Vitamin C from snap peas: Sugar snap peas provide close to 100 percent of the daily vitamin C intake per 100 grams, supporting immune function and skin health.
Heart-healthy fats: Butter and olive oil provide balanced fats, and shrimp contains omega-3 fatty acids that support cardiovascular health.
Low calorie density: A typical serving comes in around 250 to 300 calories despite feeling rich and indulgent.
Iron and vitamin A: Sugar snap peas contribute iron for red blood cell production and vitamin A for eye health, adding nutritional depth beyond protein.

Pitfalls to Watch Out For

Not drying the shrimp: The number one mistake. Moisture prevents browning and creates steam. Pat them dry with paper towels before seasoning.
Crowding the pan: Too many shrimp drops the temperature and causes steaming. Cook in batches if needed to keep them in a single layer.
Overcooking the shrimp: Shrimp cook in roughly 90 seconds per side and continue cooking from residual heat. Pull them when just pink and slightly translucent in the centre.
Burning the garlic: Garlic goes from golden to burnt in seconds over high heat. Lower the heat before adding it and stir constantly.
Overcooking the snap peas: Two minutes is plenty. Snap peas cooked longer than three minutes lose their colour, crunch, and vitamin C.
Adding lemon too early: Lemon juice in a screaming hot pan evaporates instantly.

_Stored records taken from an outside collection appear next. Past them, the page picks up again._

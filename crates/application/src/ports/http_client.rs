//! HTTP client port

use async_trait::async_trait;
use thiserror::Error;
use tokio::sync::watch;
use witness_domain::{Failure, FailureKind, Request, Response};

/// Errors an [`HttpClient`] can report.
#[derive(Debug, Clone, Error, PartialEq, Eq)]
pub enum HttpClientError {
    /// The URL could not be used.
    #[error("invalid URL: {0}")]
    InvalidUrl(String),

    /// The host name could not be resolved.
    #[error("failed to resolve {host}: {message}")]
    DnsError {
        /// Host that failed to resolve.
        host: String,
        /// Resolver message.
        message: String,
    },

    /// The server refused the connection.
    #[error("connection refused by {host}:{port}")]
    ConnectionRefused {
        /// Target host.
        host: String,
        /// Target port.
        port: u16,
    },

    /// The connection could not be established.
    #[error("connection failed: {0}")]
    ConnectionFailed(String),

    /// The exchange did not finish in time.
    #[error("timed out after {timeout_ms}ms")]
    Timeout {
        /// Timeout that elapsed, in milliseconds.
        timeout_ms: u64,
    },

    /// TLS negotiation or certificate validation failed.
    #[error("TLS error: {0}")]
    Tls(String),

    /// The redirect limit was exceeded.
    #[error("too many follow-up requests: {max}")]
    TooManyRedirects {
        /// Maximum number of redirects allowed.
        max: usize,
    },

    /// The response body could not be read.
    #[error("failed to read body: {0}")]
    InvalidBody(String),

    /// The exchange was cancelled.
    #[error("cancelled")]
    Cancelled,

    /// Anything else.
    #[error("{0}")]
    Other(String),
}

impl HttpClientError {
    /// Returns the failure category for this error.
    #[must_use]
    pub const fn to_failure_kind(&self) -> FailureKind {
        match self {
            Self::InvalidUrl(_) => FailureKind::InvalidUrl,
            Self::DnsError { .. } => FailureKind::DnsError,
            Self::ConnectionRefused { .. } => FailureKind::ConnectionRefused,
            Self::ConnectionFailed(_) => FailureKind::ConnectionFailed,
            Self::Timeout { .. } => FailureKind::Timeout,
            Self::Tls(_) => FailureKind::TlsError,
            Self::TooManyRedirects { .. } => FailureKind::TooManyRedirects,
            Self::InvalidBody(_) => FailureKind::InvalidBody,
            Self::Cancelled => FailureKind::Cancelled,
            Self::Other(_) => FailureKind::Unknown,
        }
    }

    /// Converts this error into a domain failure of `request`.
    #[must_use]
    pub fn into_failure(self, request: Request) -> Failure {
        let kind = self.to_failure_kind();
        Failure::new(request, kind, self.to_string())
    }
}

/// Port for executing HTTP requests.
///
/// Implementations follow redirects themselves and return the terminal
/// response with the earlier hops linked as prior responses.
#[async_trait]
pub trait HttpClient: Send + Sync {
    /// Executes `request` and returns the terminal response.
    ///
    /// # Errors
    ///
    /// Returns an error if no response could be obtained.
    async fn execute(&self, request: &Request) -> Result<Response, HttpClientError>;
}

/// Cancels an in-flight exchange.
#[derive(Debug)]
pub struct CancellationToken {
    sender: watch::Sender<bool>,
}

/// The receiving half of a [`CancellationToken`].
#[derive(Debug, Clone)]
pub struct CancellationReceiver {
    receiver: watch::Receiver<bool>,
}

impl CancellationToken {
    /// Creates a token and the receiver to hand to the exchange.
    #[must_use]
    #[allow(clippy::new_ret_no_self)]
    pub fn new() -> (Self, CancellationReceiver) {
        let (sender, receiver) = watch::channel(false);
        (Self { sender }, CancellationReceiver { receiver })
    }

    /// Requests cancellation. Idempotent.
    pub fn cancel(&self) {
        self.sender.send_replace(true);
    }

    /// Returns true once [`Self::cancel`] has been called.
    #[must_use]
    pub fn is_cancelled(&self) -> bool {
        *self.sender.borrow()
    }
}

impl CancellationReceiver {
    /// Resolves once the token is cancelled.
    ///
    /// Never resolves if the token is dropped without cancelling.
    pub async fn cancelled(&mut self) {
        let closed = self.receiver.wait_for(|cancelled| *cancelled).await.is_err();
        if closed {
            std::future::pending::<()>().await;
        }
    }
}
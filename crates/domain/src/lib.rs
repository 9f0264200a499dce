//! Witness Domain - HTTP exchange types
//!
//! This crate defines the model of a completed HTTP exchange: requests,
//! responses and the chain of responses behind them, TLS handshakes and
//! failures. All types here are pure Rust with no I/O dependencies.

pub mod error;
pub mod failure;
pub mod id;
pub mod request;
pub mod response;
pub mod tls;

pub use error::{DomainError, DomainResult};
pub use failure::{Failure, FailureKind};
pub use id::generate_id;
pub use request::{Header, Headers, HttpMethod, Request};
pub use response::{Response, ResponseBody, StatusCode};
pub use tls::{Certificate, Handshake, TlsVersion};
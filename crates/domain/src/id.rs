//! ID generation utilities.

use uuid::Uuid;

/// Generates a new time-ordered request identifier (UUID v7).
///
/// Ids sort by creation time, which keeps recorded exchanges in the
/// order their requests were built.
#[must_use]
pub fn generate_id() -> Uuid {
    Uuid::now_v7()
}
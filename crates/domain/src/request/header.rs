//! HTTP header types

use serde::{Deserialize, Serialize};

use crate::error::{DomainError, DomainResult};

/// A single HTTP header with name and value.
#[derive(Debug, Clone, PartialEq, Eq, Serialize, Deserialize)]
pub struct Header {
    /// The header name as it was written (e.g., "Content-Type")
    pub name: String,
    /// The header value (e.g., "text/plain")
    pub value: String,
}

impl Header {
    /// Creates a header without validating it.
    #[must_use]
    pub fn new(name: impl Into<String>, value: impl Into<String>) -> Self {
        Self {
            name: name.into(),
            value: value.into(),
        }
    }

    /// Creates a header after checking the name is an HTTP token and the
    /// value carries no control characters other than tab.
    ///
    /// # Errors
    ///
    /// Returns `InvalidHeaderName` or `InvalidHeaderValue`.
    pub fn parse(name: impl Into<String>, value: impl Into<String>) -> DomainResult<Self> {
        let name = name.into();
        let value = value.into();

        if name.is_empty() || !name.bytes().all(is_token_byte) {
            return Err(DomainError::InvalidHeaderName(name));
        }
        if value.chars().any(|c| c.is_control() && c != '\t') {
            return Err(DomainError::InvalidHeaderValue(value));
        }

        Ok(Self { name, value })
    }

    /// Returns true if this header has the given name (case-insensitive).
    #[must_use]
    pub fn is_named(&self, name: &str) -> bool {
        self.name.eq_ignore_ascii_case(name)
    }
}

const fn is_token_byte(b: u8) -> bool {
    matches!(b,
        b'!' | b'#' | b'$' | b'%' | b'&' | b'\'' | b'*' | b'+' | b'-' | b'.'
        | b'^' | b'_' | b'`' | b'|' | b'~'
        | b'0'..=b'9' | b'a'..=b'z' | b'A'..=b'Z')
}

/// An ordered multimap of HTTP headers.
///
/// Lookups are ASCII case-insensitive. Repeated names are kept in the order
/// they were added.
#[derive(Debug, Clone, Default, PartialEq, Eq, Serialize, Deserialize)]
#[serde(transparent)]
pub struct Headers {
    items: Vec<Header>,
}

impl Headers {
    /// Creates an empty header collection.
    #[must_use]
    pub const fn new() -> Self {
        Self { items: Vec::new() }
    }

    /// Appends a header, keeping any existing values with the same name.
    pub fn add(&mut self, name: impl Into<String>, value: impl Into<String>) {
        self.items.push(Header::new(name, value));
    }

    /// Replaces every value for `name` with a single value.
    pub fn set(&mut self, name: impl Into<String>, value: impl Into<String>) {
        let name = name.into();
        self.remove(&name);
        self.items.push(Header::new(name, value));
    }

    /// Removes every header with the given name.
    pub fn remove(&mut self, name: &str) {
        self.items.retain(|h| !h.is_named(name));
    }

    /// Returns every value for `name`, in insertion order.
    #[must_use]
    pub fn values(&self, name: &str) -> Vec<&str> {
        self.items
            .iter()
            .filter(|h| h.is_named(name))
            .map(|h| h.value.as_str())
            .collect()
    }

    /// Returns the last value for `name`.
    #[must_use]
    pub fn get(&self, name: &str) -> Option<&str> {
        self.items
            .iter()
            .rev()
            .find(|h| h.is_named(name))
            .map(|h| h.value.as_str())
    }

    /// Returns the distinct header names, in first-seen order.
    #[must_use]
    pub fn names(&self) -> Vec<&str> {
        let mut names: Vec<&str> = Vec::new();
        for header in &self.items {
            if !names.iter().any(|n| n.eq_ignore_ascii_case(&header.name)) {
                names.push(&header.name);
            }
        }
        names
    }

    /// Returns an iterator over all headers.
    pub fn iter(&self) -> impl Iterator<Item = &Header> {
        self.items.iter()
    }

    /// Returns the number of header lines.
    #[must_use]
    #[allow(clippy::missing_const_for_fn)] // Vec::len is not const in stable
    pub fn len(&self) -> usize {
        self.items.len()
    }

    /// Returns true if there are no headers.
    #[must_use]
    #[allow(clippy::missing_const_for_fn)] // Vec::is_empty is not const in stable
    pub fn is_empty(&self) -> bool {
        self.items.is_empty()
    }
}

impl FromIterator<Header> for Headers {
    fn from_iter<T: IntoIterator<Item = Header>>(iter: T) -> Self {
        Self {
            items: iter.into_iter().collect(),
        }
    }
}

impl<'a> IntoIterator for &'a Headers {
    type Item = &'a Header;
    type IntoIter = std::slice::Iter<'a, Header>;

    fn into_iter(self) -> Self::IntoIter {
        self.items.iter()
    }
}
//! Execute request use case
//!
//! Runs a request through an [`HttpClient`] either inline or on a spawned
//! task that reports to a [`Callback`].

use std::sync::Arc;

use tokio::task::JoinHandle;
use witness_domain::{Failure, Request, Response};

use crate::error::ApplicationResult;
use crate::ports::{Callback, CancellationReceiver, HttpClient, HttpClientError};

/// Result type for request execution.
pub type ExecuteResult = Result<Response, Failure>;

/// Use case for executing HTTP requests.
///
/// # Example
///
/// ```ignore
/// let use_case = ExecuteRequest::new(Arc::new(ReqwestHttpClient::new()?));
/// let recorder = Arc::new(ResponseRecorder::new());
///
/// use_case.enqueue(Request::get(url.clone()), recorder.clone());
/// recorder.await_response(&url).await.assert_code(200);
/// ```
pub struct ExecuteRequest<C: HttpClient> {
    client: Arc<C>,
}

impl<C: HttpClient> ExecuteRequest<C> {
    /// Creates a new `ExecuteRequest` use case with the given HTTP client.
    pub const fn new(client: Arc<C>) -> Self {
        Self { client }
    }

    /// Executes the request and returns the terminal response.
    ///
    /// # Errors
    ///
    /// Returns a [`Failure`] when [`Self::validate`] rejects the request or
    /// the exchange fails.
    pub async fn execute(&self, request: &Request) -> ExecuteResult {
        if let Err(error) = Self::validate(request) {
            tracing::debug!(url = %request.url, %error, "request rejected");
            return Err(error.into_failure(request.clone()));
        }
        tracing::debug!(method = %request.method, url = %request.url, "executing request");

        self.client
            .execute(request)
            .await
            .map_err(|e| Self::fail(request, e))
    }

    /// Executes the request unless `cancel` fires first.
    ///
    /// # Errors
    ///
    /// Returns a `Cancelled` failure when cancelled, otherwise as
    /// [`Self::execute`].
    pub async fn execute_with_cancellation(
        &self,
        request: &Request,
        mut cancel: CancellationReceiver,
    ) -> ExecuteResult {
        tokio::select! {
            result = self.execute(request) => result,
            () = cancel.cancelled() => Err(Self::fail(request, HttpClientError::Cancelled)),
        }
    }

    /// Checks `request` can be sent: an http(s) URL with a host and
    /// well-formed headers.
    ///
    /// # Errors
    ///
    /// Returns [`crate::ApplicationError::Domain`] describing the first problem.
    pub fn validate(request: &Request) -> ApplicationResult<()> {
        request.validate()?;
        Ok(())
    }

    fn fail(request: &Request, error: HttpClientError) -> Failure {
        tracing::debug!(url = %request.url, error = %error, "request failed");
        error.into_failure(request.clone())
    }
}

impl<C: HttpClient + 'static> ExecuteRequest<C> {
    /// Executes the request on a spawned task and reports the outcome to
    /// `callback`.
    ///
    /// Must be called from within a tokio runtime.
    pub fn enqueue(&self, request: Request, callback: Arc<dyn Callback>) -> JoinHandle<()> {
        let use_case = Self {
            client: Arc::clone(&self.client),
        };
        tokio::spawn(async move {
            match use_case.execute(&request).await {
                Ok(response) => callback.on_response(response),
                Err(failure) => callback.on_failure(failure),
            }
        })
    }
}

#[cfg(test)]
#[allow(clippy::unwrap_used)]
mod tests {
    use super::*;
    use crate::{ApplicationError, RecorderConfig, ResponseRecorder};
    use async_trait::async_trait;
    use pretty_assertions::assert_eq;
    use std::time::Duration;
    use url::Url;
    use witness_domain::{FailureKind, HttpMethod, ResponseBody};

    /// Mock HTTP client for testing.
    struct MockHttpClient {
        result: Result<&'static str, HttpClientError>,
        delay: Duration,
    }

    impl MockHttpClient {
        fn success(body: &'static str) -> Self {
            Self {
                result: Ok(body),
                delay: Duration::ZERO,
            }
        }

        fn error(err: HttpClientError) -> Self {
            Self {
                result: Err(err),
                delay: Duration::ZERO,
            }
        }

        fn slow() -> Self {
            Self {
                result: Ok("late"),
                delay: Duration::from_secs(5),
            }
        }
    }

    #[async_trait]
    impl HttpClient for MockHttpClient {
        async fn execute(&self, request: &Request) -> Result<Response, HttpClientError> {
            tokio::time::sleep(self.delay).await;
            let body = self.result.clone()?;
            Ok(Response::new(request.clone(), 200u16).with_body(ResponseBody::text(body)))
        }
    }

    fn request(url: &str) -> Request {
        Request::parse(HttpMethod::Get, url).unwrap()
    }

    #[tokio::test]
    async fn test_execute_success() {
        let use_case = ExecuteRequest::new(Arc::new(MockHttpClient::success("OK")));

        let response = use_case.execute(&request("https://api.example.com/test")).await.unwrap();
        assert_eq!(response.code(), 200);
        assert_eq!(response.body.map(|b| b.string()), Some("OK".to_string()));
    }

    #[tokio::test]
    async fn test_execute_rejects_non_http_url() {
        let use_case = ExecuteRequest::new(Arc::new(MockHttpClient::success("OK")));
        let request = Request::get(Url::parse("file:///etc/hosts").unwrap());

        let failure = use_case.execute(&request).await.unwrap_err();
        assert_eq!(failure.kind, FailureKind::InvalidUrl);
    }

    #[tokio::test]
    async fn test_execute_rejects_malformed_header() {
        let use_case = ExecuteRequest::new(Arc::new(MockHttpClient::success("OK")));
        let request = request("http://example.com/").with_header("Bad Name", "x");

        let failure = use_case.execute(&request).await.unwrap_err();
        assert_eq!(failure.kind, FailureKind::InvalidRequest);
        assert_eq!(failure.message(), "invalid header name: Bad Name");
        assert!(matches!(
            ExecuteRequest::<MockHttpClient>::validate(&request),
            Err(ApplicationError::Domain(_))
        ));
    }

    #[tokio::test]
    async fn test_execute_http_error_becomes_failure() {
        let use_case = ExecuteRequest::new(Arc::new(MockHttpClient::error(
            HttpClientError::Timeout { timeout_ms: 5000 },
        )));

        let failure = use_case.execute(&request("https://api.example.com/test")).await.unwrap_err();
        assert_eq!(failure.kind, FailureKind::Timeout);
        assert_eq!(failure.message(), "timed out after 5000ms");
    }

    #[tokio::test]
    async fn test_execute_with_cancellation() {
        let use_case = ExecuteRequest::new(Arc::new(MockHttpClient::slow()));
        let (token, receiver) = crate::ports::CancellationToken::new();
        token.cancel();

        let failure = use_case
            .execute_with_cancellation(&request("https://api.example.com/slow"), receiver)
            .await
            .unwrap_err();
        assert_eq!(failure.kind, FailureKind::Cancelled);
    }

    #[tokio::test]
    async fn test_enqueue_reports_to_recorder() {
        let use_case = ExecuteRequest::new(Arc::new(MockHttpClient::success("queued")));
        let recorder = Arc::new(ResponseRecorder::with_config(
            RecorderConfig::default().with_await_timeout(Duration::from_secs(1)),
        ));
        let request = request("http://example.com/queued");

        use_case.enqueue(request.clone(), recorder.clone()).await.unwrap();
        recorder
            .await_response(request.url())
            .await
            .assert_request_url(request.url())
            .assert_code(200)
            .assert_body("queued");
    }

    #[tokio::test]
    async fn test_enqueue_reports_failures() {
        let use_case = ExecuteRequest::new(Arc::new(MockHttpClient::error(
            HttpClientError::Other("Read timed out".to_string()),
        )));
        let recorder = Arc::new(ResponseRecorder::new());
        let request = request("http://example.com/broken");

        use_case.enqueue(request.clone(), recorder.clone());
        recorder
            .await_response(request.url())
            .await
            .assert_failure("Read timed out");
    }
}
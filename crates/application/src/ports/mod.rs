//! Port definitions (interfaces)
//!
//! Ports define the boundaries between the application core and external systems.
//! Each port is a trait that can be implemented by adapters in the infrastructure layer.

mod callback;
mod clock;
mod http_client;

pub use callback::Callback;
pub use clock::Clock;
pub use http_client::{CancellationReceiver, CancellationToken, HttpClient, HttpClientError};
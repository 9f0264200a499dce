//! HTTP client configuration

use std::str::FromStr;
use std::time::Duration;

use serde::{Deserialize, Serialize};
use witness_application::config::duration_millis;

/// Environment variable overriding [`ClientConfig::user_agent`].
pub const USER_AGENT_ENV: &str = "WITNESS_USER_AGENT";
/// Environment variable overriding [`ClientConfig::timeout`], in milliseconds.
pub const TIMEOUT_ENV: &str = "WITNESS_TIMEOUT_MS";
/// Environment variable overriding [`ClientConfig::follow_redirects`].
pub const FOLLOW_REDIRECTS_ENV: &str = "WITNESS_FOLLOW_REDIRECTS";
/// Environment variable overriding [`ClientConfig::max_redirects`].
pub const MAX_REDIRECTS_ENV: &str = "WITNESS_MAX_REDIRECTS";

/// Settings for [`crate::ReqwestHttpClient`].
#[derive(Debug, Clone, PartialEq, Eq, Serialize, Deserialize)]
#[serde(default)]
pub struct ClientConfig {
    /// User-Agent sent with every request that does not set its own.
    pub user_agent: String,
    /// Timeout for a single hop, from connect to the end of the body.
    #[serde(with = "duration_millis")]
    pub timeout: Duration,
    /// Whether 3xx responses with a `Location` are followed.
    pub follow_redirects: bool,
    /// How many redirects to follow before failing.
    pub max_redirects: usize,
}

impl Default for ClientConfig {
    fn default() -> Self {
        Self {
            user_agent: format!("witness/{}", env!("CARGO_PKG_VERSION")),
            timeout: Duration::from_secs(30),
            follow_redirects: true,
            max_redirects: 20,
        }
    }
}

impl ClientConfig {
    /// Sets the per-hop timeout.
    #[must_use]
    pub const fn with_timeout(mut self, timeout: Duration) -> Self {
        self.timeout = timeout;
        self
    }

    /// Enables or disables redirect following.
    #[must_use]
    pub const fn with_follow_redirects(mut self, follow: bool) -> Self {
        self.follow_redirects = follow;
        self
    }

    /// Sets the redirect limit.
    #[must_use]
    pub const fn with_max_redirects(mut self, max: usize) -> Self {
        self.max_redirects = max;
        self
    }

    /// Reads the configuration from the environment, keeping defaults for
    /// unset or unparseable values.
    #[must_use]
    pub fn from_env() -> Self {
        let mut config = Self::default();
        if let Ok(agent) = std::env::var(USER_AGENT_ENV) {
            config.user_agent = agent;
        }
        if let Some(millis) = parse_env::<u64>(TIMEOUT_ENV) {
            config.timeout = Duration::from_millis(millis);
        }
        if let Some(follow) = parse_env(FOLLOW_REDIRECTS_ENV) {
            config.follow_redirects = follow;
        }
        if let Some(max) = parse_env(MAX_REDIRECTS_ENV) {
            config.max_redirects = max;
        }
        config
    }
}

fn parse_env<T>(name: &str) -> Option<T>
where
    T: FromStr,
    T::Err: std::fmt::Display,
{
    let raw = std::env::var(name).ok()?;
    match raw.parse() {
        Ok(value) => Some(value),
        Err(e) => {
            tracing::warn!("ignoring {name}={raw:?}: {e}");
            None
        }
    }
}
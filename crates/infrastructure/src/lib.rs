//! Witness Infrastructure - Adapters and runtime wiring
//!
//! This crate provides the reqwest implementation of the `HttpClient`
//! port, the system clock, client configuration and tracing setup.

pub mod adapters;
pub mod config;
pub mod logging;

pub use adapters::{ReqwestHttpClient, SystemClock};
pub use config::ClientConfig;
pub use logging::init_tracing;
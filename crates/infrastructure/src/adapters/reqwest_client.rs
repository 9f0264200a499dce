//! HTTP Client implementation using reqwest.
//!
//! This adapter implements the `HttpClient` port. reqwest's own redirect
//! handling is switched off so every hop can be recorded: the terminal
//! response links back to each redirect it passed through, and only the
//! terminal body is read.

use std::error::Error as StdError;
use std::sync::Arc;

use async_trait::async_trait;
use reqwest::{Client, Method};
use url::Url;
use witness_application::ports::{Clock, HttpClient, HttpClientError};
use witness_domain::{
    Certificate, Handshake, Headers, HttpMethod, Request, Response, ResponseBody, StatusCode,
};

use crate::adapters::SystemClock;
use crate::config::ClientConfig;

/// HTTP client implementation using reqwest.
pub struct ReqwestHttpClient {
    client: Client,
    config: ClientConfig,
    clock: Arc<dyn Clock>,
}

impl ReqwestHttpClient {
    /// Creates a client with [`ClientConfig::default`].
    ///
    /// # Errors
    ///
    /// Returns an error if the client cannot be created.
    pub fn new() -> Result<Self, HttpClientError> {
        Self::with_config(ClientConfig::default())
    }

    /// Creates a client with the given configuration.
    ///
    /// # Errors
    ///
    /// Returns an error if the TLS backend cannot be initialised.
    pub fn with_config(config: ClientConfig) -> Result<Self, HttpClientError> {
        let client = Client::builder()
            .user_agent(config.user_agent.clone())
            .timeout(config.timeout)
            .redirect(reqwest::redirect::Policy::none())
            .tls_info(true)
            .build()
            .map_err(|e| HttpClientError::Other(e.to_string()))?;

        Ok(Self {
            client,
            config,
            clock: Arc::new(SystemClock::new()),
        })
    }

    /// Replaces the clock used to stamp sent/received times.
    #[must_use]
    pub fn with_clock(mut self, clock: Arc<dyn Clock>) -> Self {
        self.clock = clock;
        self
    }

    /// Returns the active configuration.
    #[must_use]
    pub const fn config(&self) -> &ClientConfig {
        &self.config
    }

    /// Converts domain `HttpMethod` to reqwest `Method`.
    const fn to_reqwest_method(method: HttpMethod) -> Method {
        match method {
            HttpMethod::Get => Method::GET,
            HttpMethod::Post => Method::POST,
            HttpMethod::Put => Method::PUT,
            HttpMethod::Patch => Method::PATCH,
            HttpMethod::Delete => Method::DELETE,
            HttpMethod::Head => Method::HEAD,
            HttpMethod::Options => Method::OPTIONS,
        }
    }

    async fn send(&self, request: &Request) -> Result<reqwest::Response, HttpClientError> {
        let mut builder = self
            .client
            .request(Self::to_reqwest_method(request.method), request.url.clone());

        for header in &request.headers {
            builder = builder.header(header.name.as_str(), header.value.as_str());
        }
        if let Some(body) = &request.body {
            builder = builder.body(body.clone());
        }

        builder.send().await.map_err(|e| self.map_error(&e))
    }

    /// Resolves a `Location` header against the URL that returned it.
    ///
    /// Returns `None` for unparseable targets and non-http(s) schemes.
    fn redirect_target(base: &Url, location: Option<&str>) -> Option<Url> {
        let target = base.join(location?).ok()?;
        matches!(target.scheme(), "http" | "https").then_some(target)
    }

    fn headers(response: &reqwest::Response) -> Headers {
        let mut headers = Headers::new();
        for (name, value) in response.headers() {
            headers.add(
                name.as_str(),
                String::from_utf8_lossy(value.as_bytes()).into_owned(),
            );
        }
        headers
    }

    fn handshake(response: &reqwest::Response) -> Option<Handshake> {
        let info = response.extensions().get::<reqwest::tls::TlsInfo>()?;
        Some(peer_handshake(info.peer_certificate()?))
    }

    /// Maps reqwest errors to `HttpClientError`.
    fn map_error(&self, error: &reqwest::Error) -> HttpClientError {
        let message = error_chain(error);
        let lowercase = message.to_lowercase();
        let host = error
            .url()
            .and_then(|u| u.host_str())
            .unwrap_or("unknown")
            .to_string();

        if error.is_timeout() {
            #[allow(clippy::cast_possible_truncation)]
            let timeout_ms = self.config.timeout.as_millis() as u64;
            return HttpClientError::Timeout { timeout_ms };
        }

        if error.is_connect() {
            if lowercase.contains("dns") || lowercase.contains("resolve") {
                return HttpClientError::DnsError { host, message };
            }
            if lowercase.contains("refused") {
                let port = error
                    .url()
                    .and_then(Url::port_or_known_default)
                    .unwrap_or(80);
                return HttpClientError::ConnectionRefused { host, port };
            }
            if lowercase.contains("certificate") || lowercase.contains("tls") {
                return HttpClientError::Tls(message);
            }
            return HttpClientError::ConnectionFailed(message);
        }

        if error.is_body() || error.is_decode() {
            return HttpClientError::InvalidBody(message);
        }

        if error.is_builder() && caused_by_url(error) {
            return HttpClientError::InvalidUrl(message);
        }

        HttpClientError::Other(message)
    }
}

/// Builds the handshake for a server's leaf certificate.
///
/// reqwest exposes the certificate only, so the cipher suite stays unset.
/// The peer principal is the certificate subject when the DER parses.
fn peer_handshake(der: &[u8]) -> Handshake {
    let subject = x509_parser::parse_x509_certificate(der)
        .ok()
        .map(|(_, cert)| cert.subject().to_string());

    let mut certificate = Certificate::from_der(der);
    if let Some(subject) = &subject {
        certificate = certificate.with_subject(subject.clone());
    }
    Handshake {
        peer_principal: subject,
        peer_certificates: vec![certificate],
        ..Handshake::default()
    }
}

fn caused_by_url(error: &(dyn StdError + 'static)) -> bool {
    let mut current = Some(error);
    while let Some(cause) = current {
        if cause.is::<url::ParseError>() {
            return true;
        }
        current = cause.source();
    }
    false
}

/// Joins an error and its sources, since reqwest's top-level message
/// rarely says what went wrong.
fn error_chain(error: &dyn StdError) -> String {
    let mut message = error.to_string();
    let mut source = error.source();
    while let Some(cause) = source {
        message.push_str(": ");
        message.push_str(&cause.to_string());
        source = cause.source();
    }
    message
}

#[async_trait]
impl HttpClient for ReqwestHttpClient {
    async fn execute(&self, request: &Request) -> Result<Response, HttpClientError> {
        let mut current = request.clone();
        let mut prior: Option<Response> = None;
        let mut redirects = 0;

        loop {
            let sent_at = self.clock.now();
            let raw = self.send(&current).await?;
            let received_at = self.clock.now();

            let status = StatusCode::new(raw.status().as_u16());
            let mut hop = Response::new(current.clone(), status)
                .with_headers(Self::headers(&raw))
                .with_timestamps(sent_at, received_at);
            if let Some(reason) = raw.status().canonical_reason() {
                hop = hop.with_message(reason);
            }
            if let Some(handshake) = Self::handshake(&raw) {
                hop = hop.with_handshake(handshake);
            }
            if let Some(previous) = prior.take() {
                hop = hop.with_prior_response(previous);
            }

            let target = if self.config.follow_redirects && hop.is_redirect() {
                Self::redirect_target(&current.url, hop.header("Location"))
            } else {
                None
            };

            let Some(target) = target else {
                let content_type = hop.header("Content-Type").map(str::to_string);
                let bytes = raw.bytes().await.map_err(|e| self.map_error(&e))?;
                tracing::debug!(
                    url = %current.url,
                    status = status.as_u16(),
                    redirects,
                    bytes = bytes.len(),
                    "received response"
                );
                return Ok(hop.with_body(ResponseBody::new(bytes.to_vec(), content_type)));
            };

            redirects += 1;
            if redirects > self.config.max_redirects {
                tracing::warn!(
                    url = %request.url,
                    max = self.config.max_redirects,
                    "redirect limit exceeded"
                );
                return Err(HttpClientError::TooManyRedirects {
                    max: self.config.max_redirects,
                });
            }

            let method = current.method.after_redirect(status);
            tracing::debug!(from = %current.url, to = %target, %method, "following redirect");
            current = current.redirected(method, target);
            prior = Some(hop.without_body());
        }
    }
}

Add it after butter and garlic have tempered the heat.

Alternatives

Protein swaps: Scallops, chicken breast strips, or firm tofu all work beautifully with the same lemon butter sauce and snap peas. Adjust cooking times accordingly.
Vegetable variations: Asparagus tips, broccolini, or snow peas can replace sugar snap peas for a slightly different texture while keeping the same bright, fresh feel.
Spice it up: Add a teaspoon of smoked paprika or Old Bay seasoning to the shrimp before cooking for a Cajun-inspired twist. A pinch of chilli flakes in the sauce adds welcome heat.
Dairy-free version: Replace the butter with ghee for a dairy-sensitive option, or use a quality olive oil throughout for a completely dairy-free dish that still tastes rich and satisfying.
Serving options: Toss with cooked linguine for a more substantial meal, spoon over quinoa for a lighter grain base, or serve in warm tortillas with sriracha for shrimp tacos.
Herb variations: Swap parsley for fresh basil, dill, or cilantro. Dill and lemon is a particularly classic pairing with shrimp.

FAQ

Can I Use Frozen Shrimp?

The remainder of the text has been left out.